For a while EMC sold open source Greenplum software capability bundled with its hardware, but now Greenplum is software only, centred on its data warehousing platform and based on a highly parallelised postgreSQL database. It competed with the big players and is heavily targeted at cloud use, although it will run on-premise and can be containerised.

Oracle used to sell data warehouse appliances, but that’s now in the past. Currently, Autonomous Data Warehouse is Oracle’s data warehouse offering, which is based on the company’s database of the same name. It is a cloud-based technology designed to automate many of the routine tasks required to manage Oracle databases.

Evolution to the cloud

Data warehouse appliances were the best solution to the challenges of running database-centric analytics on-premise in an era before the cloud really started to come of age.

But essentially they are big iron. That meant they were costly to acquire, run and maintain. When it comes to scaling, further challenges arise. Upgrades couldn’t be made in small increments so big chunks of capacity that could lie unused for quite a while needed to be bought. And they’re not just iron. As an appliance they are a complex bundle of software and connectivity out to other data sources.

In the past decade the provision of cloud services has matured to such an extent that data warehouse provision is a natural fit.

In place of costly Capex outlays and ongoing maintenance and running costs, running a data warehouse from the cloud allows the provider to take the strain.

All the big three – AWS, Azure and Google Cloud – provide data warehouse offerings that provide core functionality around a database, with added tools such as ETL and data viz and others.

Amazon Redshift

Amazon Redshift is AWS’s managed data warehouse service in the cloud. You can start with a few hundred GB of data and scale to petabytes. To create a data warehouse you launch a set of nodes, called a Redshift cluster. Here you can upload data sets and perform data analysis queries using SQL-based tools and business intelligence applications. Redshift can be managed from a dedicated console or a CLI, with APIs to write into applications.

Amazon specifically targets customers that may want to migrate from Oracle, and also offers packages that come with Matillion ETL and Tableau data visualisation.

Redshift Spectrum also allows data stored in S3 to be analysed in place.

Azure SQL Data Warehouse

Azure SQL Data Warehouse is Microsoft’s managed petabyte-scale service that uses either symmetric multi-processing or MPP to deal with data, dependent on the volumes involved. Microsoft’s cloud offering makes a point of its ability to manage compute and storage independently and to pause the compute layer while persisting the data to reduce costs.

It is based on the Azure SQL database service. Data Warehouse abstracts away physical machines and represents compute in the form of data warehouse units that allow users to and easily scale compute resources at will.

ETL comes from Azure Data Factory.

Google BigQuery

BigQuery is Google Cloud Platform’s data warehouse offering. Like the rest, it offers petabyte-scale data warehousing, with querying by ANSI SQL.

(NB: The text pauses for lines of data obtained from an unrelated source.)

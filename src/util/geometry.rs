//! Integer rectangles in root-window coordinates.

#[derive(Debug, Clone, Copy, Default, PartialEq, Eq)]
pub struct Rect {
    pub x: i32,
    pub y: i32,
    pub width: u32,
    pub height: u32,
}

impl Rect {
    pub fn new(x: i32, y: i32, width: u32, height: u32) -> Self {
        Self { x, y, width, height }
    }

    pub fn right(&self) -> i64 {
        self.x as i64 + self.width as i64
    }

    pub fn bottom(&self) -> i64 {
        self.y as i64 + self.height as i64
    }

    pub fn is_empty(&self) -> bool {
        self.width == 0 || self.height == 0
    }

    pub fn contains_point(&self, x: i32, y: i32) -> bool {
        x >= self.x && (x as i64) < self.right() && y >= self.y && (y as i64) < self.bottom()
    }

    /// Whether `other` lies entirely inside this rectangle.
    pub fn contains_rect(&self, other: &Rect) -> bool {
        other.x >= self.x
            && other.y >= self.y
            && other.right() <= self.right()
            && other.bottom() <= self.bottom()
    }

    pub fn intersects(&self, other: &Rect) -> bool {
        (self.x as i64) < other.right()
            && self.right() > other.x as i64
            && (self.y as i64) < other.bottom()
            && self.bottom() > other.y as i64
    }
}

#[cfg(test)]
mod tests {
    use super::*;

    #[test]
    fn test_contains_rect() {
        let screen = Rect::new(0, 0, 1920, 1080);
        assert!(screen.contains_rect(&Rect::new(0, 0, 1920, 1080)));
        assert!(screen.contains_rect(&Rect::new(10, 10, 100, 100)));
        assert!(!screen.contains_rect(&Rect::new(-1, 0, 1920, 1080)));
        assert!(!screen.contains_rect(&Rect::new(1900, 0, 100, 100)));
    }

    #[test]
    fn test_intersects_and_points() {
        let a = Rect::new(0, 0, 10, 10);
        assert!(a.intersects(&Rect::new(5, 5, 10, 10)));
        assert!(!a.intersects(&Rect::new(10, 0, 5, 5)));
        assert!(a.contains_point(9, 9));
        assert!(!a.contains_point(10, 9));
        assert!(Rect::new(3, 3, 0, 4).is_empty());
    }
}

Big Query has software modules that target machine learning, geographic information systems and business information use cases, and can even use Google Sheets as a substitute for a true database.

BigQuery access is via console or CLI and APIs in application code.

Google Cloud marketing materials specifically target customers that might want to migrate from on-premise Teradata deployments as well as those using Amazon Redshift.